Quinta puntata della nuova rubrica relativa a temi afferenti il calcio e le sue regole. A curarla è sempre l’amico Francesco Casarola, consulente di diritto sportivo e dottore di ricerca in Diritto ed Economia dello Sport. Un consiglio che diamo ai dirigenti ogni giovedì è quello di stampare questa pagina e conservarla per tenersi sempre aggiornati.
Insulto o presunto insulto razziale. Cosa dice il codice di giustizia sportiva FIGC?
Oggi parliamo della decisione della Corte Sportiva d’Appello Territoriale del Lazio del 9.02.2018 (Comunicato Ufficiale n. 279). In tale delibera l’organo di giustizia regionale ha deciso sui presunti insulti razziali proferiti da un calciatore nei confronti di un avversario durante la gara Sporting Bagnoregio – Nuova Pescia Romana, valida per la categoria Juniores Provinciali.
Il Giudice sportivo aveva comminato una sanzione di 10 giornate di squalifica al calciatore per la violazione dell’art. 11 c. 1 e 2 CGS.

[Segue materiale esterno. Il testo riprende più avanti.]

mod m20240501_000006_create_rutas_tables {
    use sea_orm_migration::prelude::*;

    pub struct Migration;

    impl MigrationName for Migration {
        fn name(&self) -> &str {
            "m20240501_000006_create_rutas_tables"
        }
    }

    #[async_trait::async_trait]
    impl MigrationTrait for Migration {
        async fn up(&self, manager: &SchemaManager) -> Result<(), DbErr> {
            manager
                .create_table(
                    Table::create()
                        .table(Rutas::Table)
                        .if_not_exists()
                        .col(ColumnDef::new(Rutas::Id).uuid().primary_key().not_null())
                        .col(
                            ColumnDef::new(Rutas::Numero)
                                .string()
                                .not_null()
                                .unique_key(),
                        )
                        .col(ColumnDef::new(Rutas::Zona).string().not_null())
                        .col(ColumnDef::new(Rutas::Fecha).date().not_null())
                        .col(ColumnDef::new(Rutas::ConductorId).uuid().null())
                        .col(ColumnDef::new(Rutas::VehiculoId).uuid().null())
                        .col(ColumnDef::new(Rutas::Estado).string().not_null())
                        .col(
                            ColumnDef::new(Rutas::CreatedAt)
                                .timestamp_with_time_zone()
                                .not_null(),
                        )
                        .to_owned(),
                )
                .await?;

            manager
                .create_index(
                    Index::create()
                        .if_not_exists()
                        .name("idx_rutas_fecha")
                        .table(Rutas::Table)
                        .col(Rutas::Fecha)
                        .to_owned(),
                )
                .await?;

            manager
                .create_table(
                    Table::create()
                        .table(RutaParadas::Table)
                        .if_not_exists()
                        .col(ColumnDef::new(RutaParadas::Id).uuid().primary_key().not_null())
                        .col(ColumnDef::new(RutaParadas::RutaId).uuid().not_null())
                        .col(
                            ColumnDef::new(RutaParadas::EntregaId)
                                .uuid()
                                .not_null()
                                .unique_key(),
                        )
                        .col(
                            ColumnDef::new(RutaParadas::PosicionOrden)
                                .integer()
                                .not_null(),
                        )
                        .col(ColumnDef::new(RutaParadas::EstadoEntrega).string().not_null())
                        .col(
                            ColumnDef::new(RutaParadas::CreatedAt)
                                .timestamp_with_time_zone()
                                .not_null(),
                        )
                        .foreign_key(
                            ForeignKey::create()
                                .name("fk_ruta_paradas_ruta")
                                .from(RutaParadas::Table, RutaParadas::RutaId)
                                .to(Rutas::Table, Rutas::Id)
                                .on_delete(ForeignKeyAction::Cascade),
                        )
                        .to_owned(),
                )
                .await?;

            // Stop ordering is unique within a route.
            manager
                .create_index(
                    Index::create()
                        .if_not_exists()
                        .name("idx_ruta_paradas_ruta_posicion")
                        .table(RutaParadas::Table)
                        .col(RutaParadas::RutaId)
                        .col(RutaParadas::PosicionOrden)
                        .unique()
                        .to_owned(),
                )
                .await
        }

        async fn down(&self, manager: &SchemaManager) -> Result<(), DbErr> {
            manager
                .drop_table(Table::drop().table(RutaParadas::Table).to_owned())
                .await?;
            manager
                .drop_table(Table::drop().table(Rutas::Table).to_owned())
                .await
        }
    }

    #[derive(DeriveIden)]
    enum Rutas {
        Table,
        Id,
        Numero,
        Zona,
        Fecha,
        ConductorId,
        VehiculoId,
        Estado,
        CreatedAt,
    }

    #[derive(DeriveIden)]
    enum RutaParadas {
        Table,
        Id,
        RutaId,
        EntregaId,
        PosicionOrden,
        EstadoEntrega,
        CreatedAt,
    }
}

La Nuova Pescia Romana aveva proposto ricorso affermando che l’offesa a sfondo razziale non era stata pronunciata dal proprio tesserato nei confronti di un avversario di colore ma era contenuta in una conversazione con altro compagno. L’arbitro, che si trovava nei pressi aveva ascoltato l’espressione ed aveva sanzionato il calciatore mentre il destinatario si trovava a grande distanza da dove avveniva l’accaduto. Il calciatore confermava che aveva proferito un espressione offensiva e di stampo razziale ma solo perché il calciatore avversario aveva segnato in maniera fortunoso. Inoltre l’avversario si trovava ad una distanza di quaranta metri. Quindi la Corte deduceva che “l’offesa non è stata diretta e percepita dal calciatore di colore, ma era contenuta nel contesto di una conversazione a cui questo era estraneo”.
La Corte quindi riteneva che “non si poteva applicare l’art. 11 c. 1 e 2 CGS poiché gli insulti razziali debbono essere rivolti e percepiti direttamente dalla parte offesa”. Quindi sanzionava per la condotta gravemente antiregolamentare il calciatore con una squalifica di 5 giornate.
Le norme che sanzionano il comportamento discriminatorio nel nostro ordinamento sono contenute all’interno dell’art. 11 del Codice di Giustizia Sportiva.
In particolare l’art. 11 ai commi 1 e 2 afferma: “Costituisce comportamento discriminatorio, sanzionabile quale illecito disciplinare, ogni condotta che, direttamente o indirettamente, comporti offesa, denigrazione o insulto per motivi di razza, colore, religione, lingua, sesso, nazionalità, origine etnica, ovvero configuri propaganda ideologica vietata dalla legge o comunque inneggiante a comportamenti discriminatori.”
Dall’interpretazione data dalla Corte Sportiva d’Appello Territoriali si dovrà, quindi, tener conto della lesività del gesto offensivo. In particolare, secondo la decisione in commento, il commento discriminatorio per poter rientrare nell’ambito di applicazione dell’art. 11 CGS, e quindi sanzionabile con dieci giornate di squalifica, deve essere ascoltato dal diretto interessato. Diversamente il comportamento, pur se discriminatorio, dovrà essere ricondotto all’interno del gesto gravemente antiregolamentare perché contrario allo spirito sportivo.
Questa decisione apre la possibilità di potersi difendere dinnanzi all’accusa di condotta discriminatoria, perché laddove accaduto si potrà dimostrare la tenue lesività dei commenti proferiti nei confronti di un avversario. Così da determinare una sanzione inferiore rispetto a quella disposta dalla norma.